Thanks to the three sisters who write the blog Natural Sweet Recipes, we present you with the perfect frittata!
Mozzarella is one of my favorite cheeses and in the days before diabetes, pizza was my favorite food. So you can imagine how excited I am to share a recipe that’s low carb, but yet reminiscent of pizza. Calling it pizza-like would be a bit of stretch, I know. But with mozzarella, tomato, and basil, how can you not think of pizza? And how can it not be delicious?

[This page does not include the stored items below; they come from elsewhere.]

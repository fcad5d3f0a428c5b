// SPDX-License-Identifier: AGPL-3.0-or-later
//
// Copyright (C) 2026 Fundbridge Contributors

//! XRP Ledger testnet integration.
//!
//! Public ledger nodes do not sign on the caller's behalf, so this module
//! carries the full client path: seed handling and signing (`keys`), the
//! canonical transaction serialization (`codec`), the address codec
//! (`address`), the JSON-RPC/faucet client (`client`), and the multi-step
//! trust-line and issuance choreography (`ops`).

pub mod address;
pub mod client;
pub mod codec;
pub mod keys;
pub mod ops;
pub mod types;

pub use client::{AccountInfo, LedgerClient};
pub use codec::{Transaction, TxKind};
pub use keys::Wallet;
pub use types::{
    ensure_testnet_network, Amount, IssuedAmount, TrustLine, TxOutcome, XRPL_TESTNET,
};

/// Errors from ledger operations.
#[derive(Debug, thiserror::Error)]
pub enum LedgerError {
    #[error("Invalid address: {0}")]
    InvalidAddress(String),

    #[error("Invalid or unsupported seed")]
    InvalidSeed,

    #[error("Signing failed: {0}")]
    Signing(String),

    #[error("Serialization error: {0}")]
    Codec(String),

    #[error("RPC error from `{method}`: {message}")]
    Rpc { method: String, message: String },

    #[error("Transport error: {0}")]
    Transport(#[from] reqwest::Error),

    #[error("Faucet error: {0}")]
    Faucet(String),

    #[error("Transaction failed: {code} for {tx_type}")]
    TransactionFailed { code: String, tx_type: String },

    #[error("Timeout waiting account activation: {0}")]
    ActivationTimeout(String),
}
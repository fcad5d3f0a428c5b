// SPDX-License-Identifier: AGPL-3.0-or-later
//
// Copyright (C) 2026 Fundbridge Contributors

//! One-shot environment setup.
//!
//! Builds the whole demo world on the testnet: issuer and investor wallets
//! from the faucet, issuer account flags, bilateral authorized trust lines,
//! cross-issuance between issuers, investor allocations, and the initial
//! wrapped-token grants. Everything is then persisted so the other endpoints
//! can drive it. Re-running returns the existing state untouched.

use axum::{extract::State, Json};
use uuid::Uuid;

use crate::{
    error::ApiError,
    ledger::{
        ops,
        types::{ASF_DEFAULT_RIPPLE, ASF_REQUIRE_AUTH},
        Transaction, TxKind, Wallet,
    },
    state::AppState,
    storage::{
        self, CurrencyRepository, DashboardState, InvestorRepository, IssuerRepository,
        WrappedTokenRepository,
    },
};

use super::wallets::DEFAULT_TRUST_LIMIT;

/// How many issuers the demo environment creates.
const ISSUER_COUNT: usize = 2;
/// Investors funded per issuer.
const INVESTORS_PER_ISSUER: usize = 2;
/// Tokens each issuer grants every other issuer during setup.
const CROSS_ISSUANCE: u64 = 5_000;
/// Share of the cross-issued balance granted as wrapped tokens.
const WRAPPED_SHARE: u64 = 2;

/// Create the full demo environment. Idempotent: if state already exists it
/// is returned as-is.
#[utoipa::path(
    post,
    path = "/v1/setup",
    tag = "Setup",
    responses(
        (status = 200, description = "Environment ready", body = DashboardState),
        (status = 503, description = "Ledger, faucet or database unavailable")
    )
)]
pub async fn run_setup(
    State(state): State<AppState>,
) -> Result<Json<DashboardState>, ApiError> {
    if let Some(existing) = storage::load_state(&state.pool).await? {
        tracing::info!("setup already ran; returning existing state");
        return Ok(Json(existing));
    }

    tracing::info!("setting up demo environment on the testnet");
    let ledger = &state.ledger;

    // Fund issuer wallets and wait until each shows up in a validated ledger.
    let mut issuer_wallets: Vec<Wallet> = Vec::with_capacity(ISSUER_COUNT);
    for index in 0..ISSUER_COUNT {
        let wallet = ledger.fund_wallet().await?;
        ledger.wait_for_activation(wallet.address()).await?;
        tracing::info!(issuer = index, address = %wallet.address(), "issuer wallet funded");
        issuer_wallets.push(wallet);
    }

    // Fund investors per issuer.
    let mut investor_wallets: Vec<Vec<Wallet>> = Vec::with_capacity(ISSUER_COUNT);
    for (index, _) in issuer_wallets.iter().enumerate() {
        let mut investors = Vec::with_capacity(INVESTORS_PER_ISSUER);
        for _ in 0..INVESTORS_PER_ISSUER {
            let wallet = ledger.fund_wallet().await?;
            ledger.wait_for_activation(wallet.address()).await?;
            tracing::info!(issuer = index, address = %wallet.address(), "investor wallet funded");
            investors.push(wallet);
        }
        investor_wallets.push(investors);
    }

    // Issuer account flags: rippling on, incoming trust lines need auth.
    for wallet in &issuer_wallets {
        for flag in [ASF_DEFAULT_RIPPLE, ASF_REQUIRE_AUTH] {
            ops::submit_tx(
                ledger,
                wallet,
                Transaction::new(wallet.address(), TxKind::AccountSet { set_flag: flag }),
            )
            .await?;
            tokio::time::sleep(ops::INTER_TX_DELAY).await;
        }
        tracing::info!(address = %wallet.address(), "issuer account flags set");
    }

    // One token per issuer: TKA, TKB, ...
    let codes: Vec<Vec<String>> = (0..ISSUER_COUNT)
        .map(|index| vec![format!("TK{}", index_to_letters(index))])
        .collect();

    // Bilateral trust lines between issuers, then cross-issuance.
    for (index, issuer) in issuer_wallets.iter().enumerate() {
        for (other_index, other) in issuer_wallets.iter().enumerate() {
            if index == other_index {
                continue;
            }
            for code in &codes[other_index] {
                ops::set_trust_line(ledger, issuer, other, code, DEFAULT_TRUST_LIMIT).await?;
                tokio::time::sleep(ops::INTER_TX_DELAY).await;
            }
        }
    }
    tracing::info!("issuer trust lines created");

    for (index, issuer) in issuer_wallets.iter().enumerate() {
        for (other_index, other) in issuer_wallets.iter().enumerate() {
            if index == other_index {
                continue;
            }
            for code in &codes[other_index] {
                ops::issue_tokens(
                    ledger,
                    other,
                    issuer.address(),
                    code,
                    &CROSS_ISSUANCE.to_string(),
                )
                .await?;
                tokio::time::sleep(ops::INTER_TX_DELAY).await;
            }
        }
    }
    tracing::info!("cross-issuance between issuers done");

    // Investor trust lines and initial allocations: 1000, 2000, ...
    for (index, issuer) in issuer_wallets.iter().enumerate() {
        for (investor_index, investor) in investor_wallets[index].iter().enumerate() {
            let base = (investor_index as u64 + 1) * 1_000;
            for code in &codes[index] {
                ops::set_trust_line(ledger, investor, issuer, code, DEFAULT_TRUST_LIMIT).await?;
                tokio::time::sleep(ops::INVESTOR_STEP_DELAY).await;

                ops::issue_tokens(ledger, issuer, investor.address(), code, &base.to_string())
                    .await?;
                tokio::time::sleep(ops::INVESTOR_STEP_DELAY).await;
            }
        }
        tracing::info!(issuer = index, "investor allocations done");
    }

    // Persist issuers, currencies and investors.
    let issuer_repo = IssuerRepository::new(&state.pool);
    let currency_repo = CurrencyRepository::new(&state.pool);
    let investor_repo = InvestorRepository::new(&state.pool);

    let mut issuer_ids: Vec<Uuid> = Vec::with_capacity(ISSUER_COUNT);
    let mut currency_ids: Vec<Vec<Uuid>> = Vec::with_capacity(ISSUER_COUNT);
    let mut investor_number = 1usize;

    for (index, wallet) in issuer_wallets.iter().enumerate() {
        let name = index_to_letters(index);
        let issuer = issuer_repo
            .insert(
                &name,
                &format!("Admin-{name}"),
                wallet.address(),
                wallet.seed(),
            )
            .await?;
        issuer_ids.push(issuer.id);

        let mut ids = Vec::new();
        for code in &codes[index] {
            let currency = currency_repo.insert(code, issuer.id).await?;
            ids.push(currency.id);
        }
        currency_ids.push(ids);

        for investor in &investor_wallets[index] {
            investor_repo
                .insert(
                    &format!("Investor-{investor_number}"),
                    investor.address(),
                    investor.seed(),
                    issuer.id,
                )
                .await?;
            investor_number += 1;
        }
    }
    tracing::info!("issuers, currencies and investors persisted");

    // Wrapped-token grants: each issuer wraps the other issuers' tokens for
    // its investors. The first investor of each issuer is left out so the
    // dashboard has both cases to show.
    let wrapped_repo = WrappedTokenRepository::new(&state.pool);
    let wrapped_amount = CROSS_ISSUANCE / WRAPPED_SHARE;

    for (index, issuer) in issuer_wallets.iter().enumerate() {
        for (other_index, _) in issuer_wallets.iter().enumerate() {
            if index == other_index {
                continue;
            }
            for (code_index, code) in codes[other_index].iter().enumerate() {
                for (investor_index, investor) in investor_wallets[index].iter().enumerate() {
                    if investor_index == 0 {
                        continue;
                    }
                    ops::set_trust_line(ledger, investor, issuer, code, DEFAULT_TRUST_LIMIT)
                        .await?;
                    tokio::time::sleep(ops::INTER_TX_DELAY).await;

                    ops::issue_tokens(
                        ledger,
                        issuer,
                        investor.address(),
                        code,
                        &wrapped_amount.to_string(),
                    )
                    .await?;
                    tokio::time::sleep(ops::INTER_TX_DELAY).await;
                }

                wrapped_repo
                    .insert(
                        currency_ids[other_index][code_index],
                        code,
                        issuer_ids[index],
                    )
                    .await?;
                tracing::info!(
                    wrapping_issuer = index,
                    code = %code,
                    amount = wrapped_amount,
                    "wrapped token granted"
                );
            }
        }
    }

    let dashboard = storage::load_state(&state.pool)
        .await?
        .ok_or_else(|| ApiError::internal("Failed to load state"))?;

    tracing::info!("demo environment ready");
    Ok(Json(dashboard))
}

/// 0 -> "A", 1 -> "B", ..., 26 -> "AA".
fn index_to_letters(index: usize) -> String {
    let mut n = index as i64;
    let mut out = String::new();
    while n >= 0 {
        out.insert(0, (b'A' + (n % 26) as u8) as char);
        n = n / 26 - 1;
    }
    out
}

#[cfg(test)]
mod tests {
    use super::*;

    #[test]
    fn letters_follow_spreadsheet_naming() {
        assert_eq!(index_to_letters(0), "A");
        assert_eq!(index_to_letters(1), "B");
        assert_eq!(index_to_letters(25), "Z");
        assert_eq!(index_to_letters(26), "AA");
        assert_eq!(index_to_letters(27), "AB");
        assert_eq!(index_to_letters(51), "AZ");
        assert_eq!(index_to_letters(52), "BA");
    }
}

This baked tomato basil and mozzarella frittata works well for breakfast, lunch, or dinner, and is very easy to make. – Jessica Apple
Baked Tomato Basil and Mozzarella Frittata
Ingredients
- 5 Large Eggs
- 1/3 cup Almond or Coconut Milk
- 1/2 teaspoon Garlic Cloves
- 1/4 cup Chopped Fresh Basil
- 1/3 cup Tomato
- 1/2 cup Mozzarella Cheese
- Dash of Lemon Pepper
- 1/4 teaspoon Salt
- 1/4 teaspoon Pepper
Instructions
- In a mixing bowl, combine the eggs and milk. Whisk together until smooth. Add the garlic, basil, tomatoes and cheese. Add the rest of the seasonings and mix to incorporate.
- Pour the mixture into a lightly greased 9 inch baking dish. Bake at 400 degrees for 18-22 minutes. It should be puffy and springy in the middle and the top should have a nice golden color to it.
- Allow to cool slightly and enjoy.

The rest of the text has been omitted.